Social risk can’t be evaluated as an abstraction. All risk avoidance has a social cost, as does risk complacency. If we evaluated risk from an absolutist point of view, we’d have to stop driving anywhere. We could eliminate COVID all together if we could drive risk to zero, but the only way to do that would be to convince everyone in the entire world to quarantine for about four weeks.
I’ll finish up by saying that I’m not going to answer any more replies from people who want to argue that BLM protests caused more COVID cases, or that they’re the same as indoor megachurch events.

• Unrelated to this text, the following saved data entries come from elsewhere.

//! Flare IM Core 配置模块
//!
//! 该模块提供了应用程序配置管理功能，包括：
//! - 配置文件加载和解析（单文件或目录分片合并）
//! - 环境特定配置覆盖
//! - 数据库实例、日志以及各服务配置定义

use std::collections::HashMap;
use std::ffi::OsStr;
use std::fs;
use std::path::{Path, PathBuf};
use std::sync::OnceLock;

use anyhow::{Context, Result, anyhow};
use serde::Deserialize;
use toml::Value;
use tracing::warn;

mod manager;
pub use manager::ConfigManager;

/// 全局应用配置实例，使用 OnceLock 确保只初始化一次
static APP_CONFIG: OnceLock<FlareAppConfig> = OnceLock::new();

/// PostgreSQL 数据库实例配置
#[derive(Debug, Clone, Deserialize, Default)]
pub struct PostgresInstanceConfig {
    /// 数据库连接 URL
    pub url: String,
    /// 最大连接数
    #[serde(default)]
    pub max_connections: Option<u32>,
    /// 最小连接数
    #[serde(default)]
    pub min_connections: Option<u32>,
}

/// 日志配置
#[derive(Debug, Clone, Deserialize)]
pub struct LoggingConfig {
    /// 日志级别（RUST_LOG 优先）
    #[serde(default = "default_log_level")]
    pub level: String,
    #[serde(default = "default_true")]
    pub with_target: bool,
    #[serde(default)]
    pub with_thread_ids: bool,
    #[serde(default)]
    pub with_file: bool,
    #[serde(default)]
    pub with_line_number: bool,
}

impl Default for LoggingConfig {
    fn default() -> Self {
        Self {
            level: default_log_level(),
            with_target: true,
            with_thread_ids: false,
            with_file: false,
            with_line_number: false,
        }
    }
}

fn default_log_level() -> String {
    "info".to_string()
}

fn default_true() -> bool {
    true
}

/// 服务运行时配置
#[derive(Debug, Clone, Deserialize, Default)]
pub struct ServiceRuntimeConfig {
    /// 服务名称
    #[serde(default)]
    pub service_name: Option<String>,
}

/// 匿名消息身份揭示服务配置
#[derive(Debug, Clone, Deserialize, Default)]
pub struct DisclosureServiceConfig {
    /// 运行时配置
    #[serde(flatten)]
    pub runtime: ServiceRuntimeConfig,
    /// 消息存储使用的 PostgreSQL 配置名称（为空时使用内存存储）
    #[serde(default)]
    pub postgres: Option<String>,
    /// 好友关系查询使用的 PostgreSQL 配置名称（默认与消息存储相同）
    #[serde(default)]
    pub contacts_postgres: Option<String>,
    /// 揭示调度器检查间隔（毫秒）
    #[serde(default)]
    pub scheduler_interval_ms: Option<u64>,
    /// 单次调度最多处理的到期消息数
    #[serde(default)]
    pub scheduler_batch_size: Option<usize>,
}

/// 服务配置集合
#[derive(Debug, Clone, Deserialize, Default)]
pub struct ServicesConfig {
    /// 匿名消息身份揭示服务配置
    #[serde(default)]
    pub disclosure: Option<DisclosureServiceConfig>,
}

/// Flare 应用配置主结构体
#[derive(Debug, Clone, Deserialize, Default)]
pub struct FlareAppConfig {
    /// PostgreSQL 配置映射
    #[serde(default)]
    pub postgres: HashMap<String, PostgresInstanceConfig>,
    /// 日志配置
    #[serde(default)]
    pub logging: LoggingConfig,
    /// 服务配置
    #[serde(default)]
    pub services: ServicesConfig,
}

impl FlareAppConfig {
    /// 获取 PostgreSQL 配置
    pub fn postgres_profile(&self, name: &str) -> Option<&PostgresInstanceConfig> {
        self.postgres.get(name)
    }

    /// 获取日志配置
    pub fn logging(&self) -> &LoggingConfig {
        &self.logging
    }

    /// 获取匿名消息身份揭示服务配置
    pub fn disclosure_service(&self) -> DisclosureServiceConfig {
        self.services.disclosure.clone().unwrap_or_default()
    }
}

/// 加载配置
pub fn load_config(path: Option<&str>) -> &'static FlareAppConfig {
    let candidates: Vec<PathBuf> = match path {
        Some(p) => vec![PathBuf::from(p)],
        None => vec![PathBuf::from("config"), PathBuf::from("config.toml")],
    };

    APP_CONFIG.get_or_init(|| {
        let mut cfg = load_with_fallback(&candidates);
        // 加载环境特定配置
        if let Err(e) = ConfigManager::load_environment_config(&mut cfg) {
            warn!("failed to load environment config: {}", e);
        }
        cfg
    })
}

/// 获取应用配置（未初始化时返回 None）
pub fn app_config() -> Option<&'static FlareAppConfig> {
    APP_CONFIG.get()
}

/// 使用备选方案加载配置
fn load_with_fallback(candidates: &[PathBuf]) -> FlareAppConfig {
    for path in candidates {
        match load_config_from_source(path) {
            Ok(cfg) => return cfg,
            Err(err) => {
                warn!("failed to load config from {}: {err}", path.display());
            }
        }
    }

    warn!("no configuration source succeeded, falling back to defaults");
    FlareAppConfig::default()
}

/// 从源加载配置
pub fn load_config_from_source(path: &Path) -> Result<FlareAppConfig> {
    if !path.exists() {
        return Err(anyhow!(
            "configuration path {} does not exist",
            path.display()
        ));
    }

    let metadata = path
        .metadata()
        .with_context(|| format!("unable to read metadata for {}", path.display()))?;

    if metadata.is_dir() {
        load_config_from_directory(path)
    } else {
        load_config_from_file(path)
    }
}

/// 从文件加载配置
fn load_config_from_file(path: &Path) -> Result<FlareAppConfig> {
    let content = fs::read_to_string(path)
        .with_context(|| format!("unable to read config file: {}", path.display()))?;
    let cfg: FlareAppConfig = toml::from_str(&content)
        .with_context(|| format!("invalid config format: {}", path.display()))?;
    Ok(cfg)
}

/// 从目录加载配置
///
/// 以 `base.toml` 为基础，依次合并 `shared/`、`services/`、`overrides/` 目录下的分片
fn load_config_from_directory(path: &Path) -> Result<FlareAppConfig> {
    let base_file = path.join("base.toml");
    if !base_file.exists() {
        return Err(anyhow!(
            "missing base configuration: {}",
            base_file.display()
        ));
    }

    let mut merged = load_toml_value(&base_file)?;

    if !merged.is_table() {
        return Err(anyhow!(
            "base configuration must be a table: {}",
            base_file.display()
        ));
    }

    merge_directory(&mut merged, &path.join("shared"))?;
    merge_directory(&mut merged, &path.join("services"))?;
    merge_directory(&mut merged, &path.join("overrides"))?;

    let cfg: FlareAppConfig = merged
        .try_into()
        .with_context(|| format!("invalid configuration after merging {}", path.display()))?;

    Ok(cfg)
}

/// 合并目录中的配置
fn merge_directory(root: &mut Value, dir: &Path) -> Result<()> {
    if !dir.exists() {
        return Ok(());
    }

    let mut entries = fs::read_dir(dir)
        .with_context(|| format!("unable to read config directory {}", dir.display()))?
        .filter_map(|entry| entry.ok())
        .filter(|entry| {
            entry
                .path()
                .extension()
                .and_then(OsStr::to_str)
                .map(|ext| ext.eq_ignore_ascii_case("toml"))
                .unwrap_or(false)
        })
        .collect::<Vec<_>>();

    entries.sort_by_key(|entry| entry.path());

    for entry in entries {
        let value = load_toml_value(&entry.path())?;
        merge_value(root, value);
    }

    Ok(())
}

/// 加载 TOML 值
fn load_toml_value(path: &Path) -> Result<Value> {
    let content = fs::read_to_string(path)
        .with_context(|| format!("unable to read config fragment {}", path.display()))?;
    let value: Value = toml::from_str(&content)
        .with_context(|| format!("invalid TOML content in fragment {}", path.display()))?;
    Ok(value)
}

/// 合并值（表按键递归合并，其余类型直接覆盖）
fn merge_value(base: &mut Value, overlay: Value) {
    match overlay {
        Value::Table(overlay_table) => {
            if let Value::Table(base_table) = base {
                for (key, overlay_value) in overlay_table.into_iter() {
                    match base_table.get_mut(&key) {
                        Some(base_value) => merge_value(base_value, overlay_value),
                        None => {
                            base_table.insert(key, overlay_value);
                        }
                    }
                }
            } else {
                *base = Value::Table(overlay_table);
            }
        }
        other => {
            *base = other;
        }
    }
}
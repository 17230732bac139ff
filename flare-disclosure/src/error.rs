//! 匿名消息服务错误类型定义

use thiserror::Error;

/// 匿名消息服务错误类型
#[derive(Debug, Error)]
pub enum DisclosureError {
    /// 参数非法（延迟超出范围、匿名标记与延迟不匹配等），不会落库
    #[error("Validation error: {0}")]
    Validation(String),

    /// 权限不足（非互相关注、非消息参与方）
    #[error("Authorization error: {0}")]
    Authorization(String),

    /// 当前状态不允许该状态迁移
    #[error("Invalid state: {0}")]
    InvalidState(String),

    /// 试图修改受保护字段
    #[error("Forbidden field: {0}")]
    ForbiddenField(String),

    /// 消息不存在
    #[error("Message not found: {0}")]
    NotFound(String),

    /// 存储等基础设施错误
    #[error(transparent)]
    Store(#[from] anyhow::Error),
}

impl DisclosureError {
    /// 对外稳定的错误码
    pub fn code(&self) -> &'static str {
        match self {
            DisclosureError::Validation(_) => "VALIDATION_ERROR",
            DisclosureError::Authorization(_) => "AUTHORIZATION_ERROR",
            DisclosureError::InvalidState(_) => "INVALID_STATE_ERROR",
            DisclosureError::ForbiddenField(_) => "FORBIDDEN_FIELD_ERROR",
            DisclosureError::NotFound(_) => "NOT_FOUND",
            DisclosureError::Store(_) => "STORE_ERROR",
        }
    }

    /// 是否为调用方可修正的请求错误（区别于基础设施故障）
    pub fn is_client_error(&self) -> bool {
        !matches!(self, DisclosureError::Store(_))
    }
}

/// 匿名消息服务结果类型
pub type DisclosureResult<T> = Result<T, DisclosureError>;
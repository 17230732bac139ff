pub mod connection_oracle;

pub use connection_oracle::{InMemoryConnectionOracle, PostgresConnectionOracle};
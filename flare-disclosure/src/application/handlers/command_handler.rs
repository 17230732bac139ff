//! # 匿名消息命令处理器（编排层）
//!
//! 负责处理命令，调用领域服务并记录指标

use std::sync::Arc;

use flare_im_core::metrics::DisclosureMetrics;
use tracing::{instrument, warn};

use crate::application::commands::{
    CreateMessageCommand, OpenMessageCommand, UpdateMessageCommand, UpdateMessageRequest,
};
use crate::domain::model::{MessageView, ViewerRole};
use crate::domain::service::{AccessPolicy, AnonymousMessageDomainService};
use crate::error::{DisclosureError, DisclosureResult};

/// 匿名消息命令处理器（编排层）
pub struct DisclosureCommandHandler {
    domain_service: Arc<AnonymousMessageDomainService>,
    metrics: Arc<DisclosureMetrics>,
}

impl DisclosureCommandHandler {
    pub fn new(
        domain_service: Arc<AnonymousMessageDomainService>,
        metrics: Arc<DisclosureMetrics>,
    ) -> Self {
        Self {
            domain_service,
            metrics,
        }
    }

    /// 处理创建消息命令，返回发送方视图
    #[instrument(skip(self, command), fields(sender_id = %command.sender_id))]
    pub async fn handle_create_message(
        &self,
        command: CreateMessageCommand,
    ) -> DisclosureResult<MessageView> {
        let result = self.domain_service.create_message(command.into()).await;
        let message = self.observe(result)?;

        self.metrics
            .messages_created_total
            .with_label_values(&[anonymous_label(message.is_anonymous)])
            .inc();
        Ok(AccessPolicy::mask(
            &message,
            ViewerRole::Sender,
            message.created_at,
        ))
    }

    /// 处理打开消息命令，返回接收方视图
    #[instrument(skip(self, command), fields(message_id = %command.message_id))]
    pub async fn handle_open_message(
        &self,
        command: OpenMessageCommand,
    ) -> DisclosureResult<MessageView> {
        let result = self
            .domain_service
            .open_message(&command.message_id, &command.viewer_id)
            .await;
        let view = self.observe(result)?;

        self.metrics
            .messages_opened_total
            .with_label_values(&[anonymous_label(view.is_anonymous)])
            .inc();
        Ok(view)
    }

    /// 处理通用修改命令
    ///
    /// 请求字段先经过白名单校验，受保护字段在触达存储之前就被拒绝
    #[instrument(skip(self, command), fields(message_id = %command.message_id))]
    pub async fn handle_update_message(
        &self,
        command: UpdateMessageCommand,
    ) -> DisclosureResult<MessageView> {
        let request = match UpdateMessageRequest::parse(&command.fields) {
            Ok(request) => request,
            Err(err) => return self.observe(Err(err)),
        };

        let result = self
            .domain_service
            .update_message(&command.message_id, &command.viewer_id, request.into_writes())
            .await;
        self.observe(result)
    }

    fn observe<T>(&self, result: DisclosureResult<T>) -> DisclosureResult<T> {
        if let Err(err) = &result {
            record_rejection(&self.metrics, err);
        }
        result
    }
}

pub(crate) fn anonymous_label(is_anonymous: bool) -> &'static str {
    if is_anonymous { "true" } else { "false" }
}

pub(crate) fn record_rejection(metrics: &DisclosureMetrics, err: &DisclosureError) {
    metrics
        .requests_rejected_total
        .with_label_values(&[err.code()])
        .inc();
    if err.is_client_error() {
        warn!(code = err.code(), error = %err, "Request rejected");
    } else {
        tracing::error!(code = err.code(), error = %err, "Request failed");
    }
}
pub mod access_rules;
pub mod memory;
pub mod postgres;

pub use access_rules::StorageAccessRules;
pub use memory::InMemoryMessageStore;
pub use postgres::PostgresMessageStore;
//! 条件更新的前置条件与字段补丁

use std::fmt;

use chrono::{DateTime, Utc};

use super::{DisclosureStatus, Message};

/// 消息表字段
#[derive(Debug, Clone, Copy, PartialEq, Eq, Hash)]
pub enum MessageColumn {
    Id,
    SenderId,
    RecipientId,
    Content,
    IsAnonymous,
    RevealDelay,
    CreatedAt,
    OpenedAt,
    RevealAt,
    SenderRevealedAt,
    Status,
}

impl MessageColumn {
    pub const ALL: [MessageColumn; 11] = [
        MessageColumn::Id,
        MessageColumn::SenderId,
        MessageColumn::RecipientId,
        MessageColumn::Content,
        MessageColumn::IsAnonymous,
        MessageColumn::RevealDelay,
        MessageColumn::CreatedAt,
        MessageColumn::OpenedAt,
        MessageColumn::RevealAt,
        MessageColumn::SenderRevealedAt,
        MessageColumn::Status,
    ];

    pub fn as_str(&self) -> &'static str {
        match self {
            MessageColumn::Id => "id",
            MessageColumn::SenderId => "sender_id",
            MessageColumn::RecipientId => "recipient_id",
            MessageColumn::Content => "content",
            MessageColumn::IsAnonymous => "is_anonymous",
            MessageColumn::RevealDelay => "reveal_delay",
            MessageColumn::CreatedAt => "created_at",
            MessageColumn::OpenedAt => "opened_at",
            MessageColumn::RevealAt => "reveal_at",
            MessageColumn::SenderRevealedAt => "sender_revealed_at",
            MessageColumn::Status => "status",
        }
    }

    pub fn from_name(name: &str) -> Option<Self> {
        Self::ALL.into_iter().find(|column| column.as_str() == name)
    }
}

impl fmt::Display for MessageColumn {
    fn fmt(&self, f: &mut fmt::Formatter<'_>) -> fmt::Result {
        f.write_str(self.as_str())
    }
}

/// 字段值
#[derive(Debug, Clone, PartialEq, Eq)]
pub enum FieldValue {
    Text(String),
    Bool(bool),
    Seconds(i64),
    Timestamp(DateTime<Utc>),
    Status(DisclosureStatus),
}

/// 单个字段写入
#[derive(Debug, Clone, PartialEq, Eq)]
pub struct FieldWrite {
    pub column: MessageColumn,
    pub value: FieldValue,
}

impl FieldWrite {
    pub fn new(column: MessageColumn, value: FieldValue) -> Self {
        Self { column, value }
    }
}

/// 条件更新的前置条件
///
/// 存储层在同一个原子操作中检查前置条件并写入，检查失败时不写入并返回 false
#[derive(Debug, Clone, Copy, PartialEq, Eq)]
pub enum Precondition {
    /// opened_at IS NULL
    Unopened,
    /// status = opened_pending_reveal AND sender_revealed_at IS NULL AND reveal_at <= now
    RevealDue { now: DateTime<Utc> },
}

impl Precondition {
    /// 前置条件在给定记录上是否成立
    pub fn holds(&self, message: &Message) -> bool {
        match self {
            Precondition::Unopened => message.opened_at.is_none(),
            Precondition::RevealDue { now } => message.is_reveal_due(*now),
        }
    }
}

/// 生命周期迁移补丁
///
/// 生命周期字段只能通过 `Open` 和 `CommitReveal` 两种受认可的迁移写入。
/// 通用字段修改不使用该类型，走 `MessageStore::update_fields`
#[derive(Debug, Clone, PartialEq, Eq)]
pub enum MessagePatch {
    /// 接收方打开消息；reveal_at 与 status 由存储层在同一更新中推导
    Open { opened_at: DateTime<Utc> },
    /// 提交身份揭示
    CommitReveal { revealed_at: DateTime<Utc> },
}

impl MessagePatch {
    /// 补丁实际写入的字段
    pub fn columns(&self) -> Vec<MessageColumn> {
        match self {
            MessagePatch::Open { .. } => vec![
                MessageColumn::OpenedAt,
                MessageColumn::RevealAt,
                MessageColumn::Status,
            ],
            MessagePatch::CommitReveal { .. } => {
                vec![MessageColumn::SenderRevealedAt, MessageColumn::Status]
            }
        }
    }

    pub fn kind(&self) -> &'static str {
        match self {
            MessagePatch::Open { .. } => "open",
            MessagePatch::CommitReveal { .. } => "commit_reveal",
        }
    }
}
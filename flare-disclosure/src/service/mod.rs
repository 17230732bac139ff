//! # 匿名消息服务层
//!
//! 提供应用启动和依赖注入

pub mod bootstrap;
pub mod wire;

pub use bootstrap::ApplicationBootstrap;
pub use wire::ApplicationContext;
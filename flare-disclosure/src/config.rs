use std::env;
use std::time::Duration;

use anyhow::Result;
use flare_im_core::config::FlareAppConfig;

#[derive(Clone, Debug)]
pub struct DisclosureConfig {
    pub service_name: String,
    /// 消息存储 PostgreSQL 地址，未配置时使用内存存储
    pub postgres_url: Option<String>,
    /// 好友关系表所在的 PostgreSQL，未配置时沿用 postgres_url
    pub contacts_postgres_url: Option<String>,
    // PostgreSQL 连接池配置
    pub postgres_max_connections: u32,
    pub postgres_min_connections: u32,
    pub postgres_acquire_timeout_seconds: u64,
    // 揭示调度器配置
    pub scheduler_interval: Duration,
    pub scheduler_batch_size: usize,
}

impl Default for DisclosureConfig {
    fn default() -> Self {
        Self {
            service_name: "flare-disclosure".to_string(),
            postgres_url: None,
            contacts_postgres_url: None,
            postgres_max_connections: 10,
            postgres_min_connections: 1,
            postgres_acquire_timeout_seconds: 30,
            scheduler_interval: Duration::from_millis(60_000),
            scheduler_batch_size: 500,
        }
    }
}

impl DisclosureConfig {
    /// 从应用配置加载，环境变量优先
    pub fn from_app_config(app: &FlareAppConfig) -> Result<Self> {
        let defaults = Self::default();
        let service_config = app.disclosure_service();

        let service_name = service_config
            .runtime
            .service_name
            .clone()
            .unwrap_or(defaults.service_name);

        // 解析 PostgreSQL 配置引用
        let postgres_profile = service_config
            .postgres
            .as_ref()
            .and_then(|name| app.postgres_profile(name));

        let postgres_url = env::var("DISCLOSURE_POSTGRES_URL")
            .ok()
            .or_else(|| postgres_profile.map(|profile| profile.url.clone()));

        let contacts_postgres_url = env::var("DISCLOSURE_CONTACTS_POSTGRES_URL")
            .ok()
            .or_else(|| {
                service_config
                    .contacts_postgres
                    .as_ref()
                    .and_then(|name| app.postgres_profile(name))
                    .map(|profile| profile.url.clone())
            })
            .or_else(|| postgres_url.clone());

        let postgres_max_connections = env::var("DISCLOSURE_POSTGRES_MAX_CONNECTIONS")
            .ok()
            .and_then(|v| v.parse::<u32>().ok())
            .or_else(|| postgres_profile.and_then(|profile| profile.max_connections))
            .unwrap_or(defaults.postgres_max_connections);

        let postgres_min_connections = env::var("DISCLOSURE_POSTGRES_MIN_CONNECTIONS")
            .ok()
            .and_then(|v| v.parse::<u32>().ok())
            .or_else(|| postgres_profile.and_then(|profile| profile.min_connections))
            .unwrap_or(defaults.postgres_min_connections);

        let postgres_acquire_timeout_seconds = env::var("DISCLOSURE_POSTGRES_ACQUIRE_TIMEOUT_SECONDS")
            .ok()
            .and_then(|v| v.parse::<u64>().ok())
            .unwrap_or(defaults.postgres_acquire_timeout_seconds);

        let scheduler_interval_ms = env::var("DISCLOSURE_SCHEDULER_INTERVAL_MS")
            .ok()
            .and_then(|v| v.parse::<u64>().ok())
            .or(service_config.scheduler_interval_ms)
            .filter(|ms| *ms > 0)
            .unwrap_or(60_000);

        let scheduler_batch_size = env::var("DISCLOSURE_SCHEDULER_BATCH_SIZE")
            .ok()
            .and_then(|v| v.parse::<usize>().ok())
            .or(service_config.scheduler_batch_size)
            .filter(|size| *size > 0)
            .unwrap_or(defaults.scheduler_batch_size);

        Ok(Self {
            service_name,
            postgres_url,
            contacts_postgres_url,
            postgres_max_connections,
            postgres_min_connections,
            postgres_acquire_timeout_seconds,
            scheduler_interval: Duration::from_millis(scheduler_interval_ms),
            scheduler_batch_size,
        })
    }
}

#[cfg(test)]
mod tests {
    use super::*;
    use flare_im_core::config::{DisclosureServiceConfig, PostgresInstanceConfig};

    #[test]
    fn test_defaults_without_service_section() {
        let app = FlareAppConfig::default();
        let config = DisclosureConfig::from_app_config(&app).unwrap();
        if env::var("DISCLOSURE_SCHEDULER_BATCH_SIZE").is_err() {
            assert_eq!(config.scheduler_batch_size, 500);
        }
        assert_eq!(config.service_name, "flare-disclosure");
        if env::var("DISCLOSURE_SCHEDULER_INTERVAL_MS").is_err() {
            assert_eq!(config.scheduler_interval, Duration::from_secs(60));
        }
    }

    #[test]
    fn test_profiles_are_resolved_by_name() {
        let mut app = FlareAppConfig::default();
        app.postgres.insert(
            "core".to_string(),
            PostgresInstanceConfig {
                url: "postgres://core/db".to_string(),
                max_connections: Some(32),
                min_connections: None,
            },
        );
        app.services.disclosure = Some(DisclosureServiceConfig {
            postgres: Some("core".to_string()),
            scheduler_batch_size: Some(50),
            ..Default::default()
        });

        let config = DisclosureConfig::from_app_config(&app).unwrap();
        if env::var("DISCLOSURE_POSTGRES_URL").is_err() {
            assert_eq!(config.postgres_url.as_deref(), Some("postgres://core/db"));
        }
        if env::var("DISCLOSURE_CONTACTS_POSTGRES_URL").is_err() {
            assert_eq!(
                config.contacts_postgres_url.as_deref(),
                Some("postgres://core/db")
            );
        }
        if env::var("DISCLOSURE_POSTGRES_MAX_CONNECTIONS").is_err() {
            assert_eq!(config.postgres_max_connections, 32);
        }
        if env::var("DISCLOSURE_SCHEDULER_BATCH_SIZE").is_err() {
            assert_eq!(config.scheduler_batch_size, 50);
        }
    }
}
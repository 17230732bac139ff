//! 内存消息存储（开发与测试用）
//!
//! 条件更新在同一把写锁内完成检查与写入，等价于数据库的单行原子更新

use std::collections::HashMap;
use std::sync::Arc;

use async_trait::async_trait;
use chrono::{DateTime, Utc};
use tokio::sync::RwLock;
use tracing::debug;

use crate::domain::model::{
    FieldValue, FieldWrite, Message, MessageColumn, MessagePatch, Precondition,
};
use crate::domain::repository::MessageStore;
use crate::domain::service::DisclosureStateMachine;
use crate::error::{DisclosureError, DisclosureResult};
use crate::infrastructure::persistence::access_rules::StorageAccessRules;

#[derive(Default)]
pub struct InMemoryMessageStore {
    messages: Arc<RwLock<HashMap<String, Message>>>,
}

impl InMemoryMessageStore {
    pub fn new() -> Self {
        Self::default()
    }

    pub async fn len(&self) -> usize {
        self.messages.read().await.len()
    }

    pub async fn is_empty(&self) -> bool {
        self.messages.read().await.is_empty()
    }

    fn apply(message: &mut Message, patch: &MessagePatch) -> DisclosureResult<()> {
        match patch {
            MessagePatch::Open { opened_at } => DisclosureStateMachine::open(message, *opened_at),
            MessagePatch::CommitReveal { revealed_at } => {
                DisclosureStateMachine::commit_reveal(message, *revealed_at).map(|_| ())
            }
        }
    }

    fn apply_writes(message: &mut Message, writes: &[FieldWrite]) -> DisclosureResult<()> {
        for write in writes {
            match (write.column, &write.value) {
                (MessageColumn::Content, FieldValue::Text(content)) => {
                    DisclosureStateMachine::edit_content(message, content.clone())?;
                }
                (column, value) => {
                    return Err(DisclosureError::Validation(format!(
                        "unsupported write {} = {:?}",
                        column, value
                    )));
                }
            }
        }
        Ok(())
    }
}

#[async_trait]
impl MessageStore for InMemoryMessageStore {
    async fn insert(&self, message: &Message) -> DisclosureResult<String> {
        let mut guard = self.messages.write().await;
        if guard.contains_key(&message.id) {
            return Err(DisclosureError::Store(anyhow::anyhow!(
                "duplicate message id {}",
                message.id
            )));
        }
        guard.insert(message.id.clone(), message.clone());
        Ok(message.id.clone())
    }

    async fn get_by_id(&self, id: &str) -> DisclosureResult<Option<Message>> {
        let guard = self.messages.read().await;
        Ok(guard.get(id).cloned())
    }

    async fn conditional_update(
        &self,
        id: &str,
        precondition: &Precondition,
        patch: &MessagePatch,
    ) -> DisclosureResult<bool> {
        StorageAccessRules::authorize(precondition, patch)?;

        let mut guard = self.messages.write().await;
        let Some(current) = guard.get_mut(id) else {
            return Ok(false);
        };
        if !precondition.holds(current) {
            debug!(message_id = %id, patch = patch.kind(), "Precondition not met, update skipped");
            return Ok(false);
        }

        // 在副本上应用，失败时记录保持不变
        let mut updated = current.clone();
        Self::apply(&mut updated, patch)?;
        *current = updated;
        Ok(true)
    }

    async fn update_fields(&self, id: &str, writes: &[FieldWrite]) -> DisclosureResult<bool> {
        StorageAccessRules::authorize_edit(writes)?;

        let mut guard = self.messages.write().await;
        let Some(current) = guard.get_mut(id) else {
            return Ok(false);
        };
        if !Precondition::Unopened.holds(current) {
            debug!(message_id = %id, "Message already opened, edit skipped");
            return Ok(false);
        }

        let mut updated = current.clone();
        Self::apply_writes(&mut updated, writes)?;
        *current = updated;
        Ok(true)
    }

    async fn query_due(&self, now: DateTime<Utc>, limit: usize) -> DisclosureResult<Vec<Message>> {
        let guard = self.messages.read().await;
        let mut due: Vec<Message> = guard
            .values()
            .filter(|message| message.is_reveal_due(now))
            .cloned()
            .collect();
        due.sort_by_key(|message| message.reveal_at);
        due.truncate(limit);
        Ok(due)
    }
}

A couple of people asked about Orange County yesterday, and since it’s the home of one of the people we should remember, Parker Green, a promoter of the weekly “Saturate OC” events that follow much the same guidelines as Sean Feucht’s event in Cardiff.
OC’s Zorgi Score has definitely gone down. Here’s why:
The positivity rate has more or less flatlined. It’s too high, at 13%, but at least it’s not going up. Cases are showing a slight decline.
The HUR has pretty much stabilized at around 10% to 12%, and the IUR has declined very slightly. The daily patient load has declined slightly from 800 at the beginning of July, to around 700 now.
Fatalities are higher than they were a month ago, but it’s not a huge increase – from 2 a day to 3 a day. More importantly, the fatality doubling days looked like they were leveling off or even declining a few days ago, but now they’ve started going up again.
OK, by now you’re probably as tired as I am!
Stay well and healthy, wear your masks, and try to talk to one person today who hasn’t voted and convince them to vote!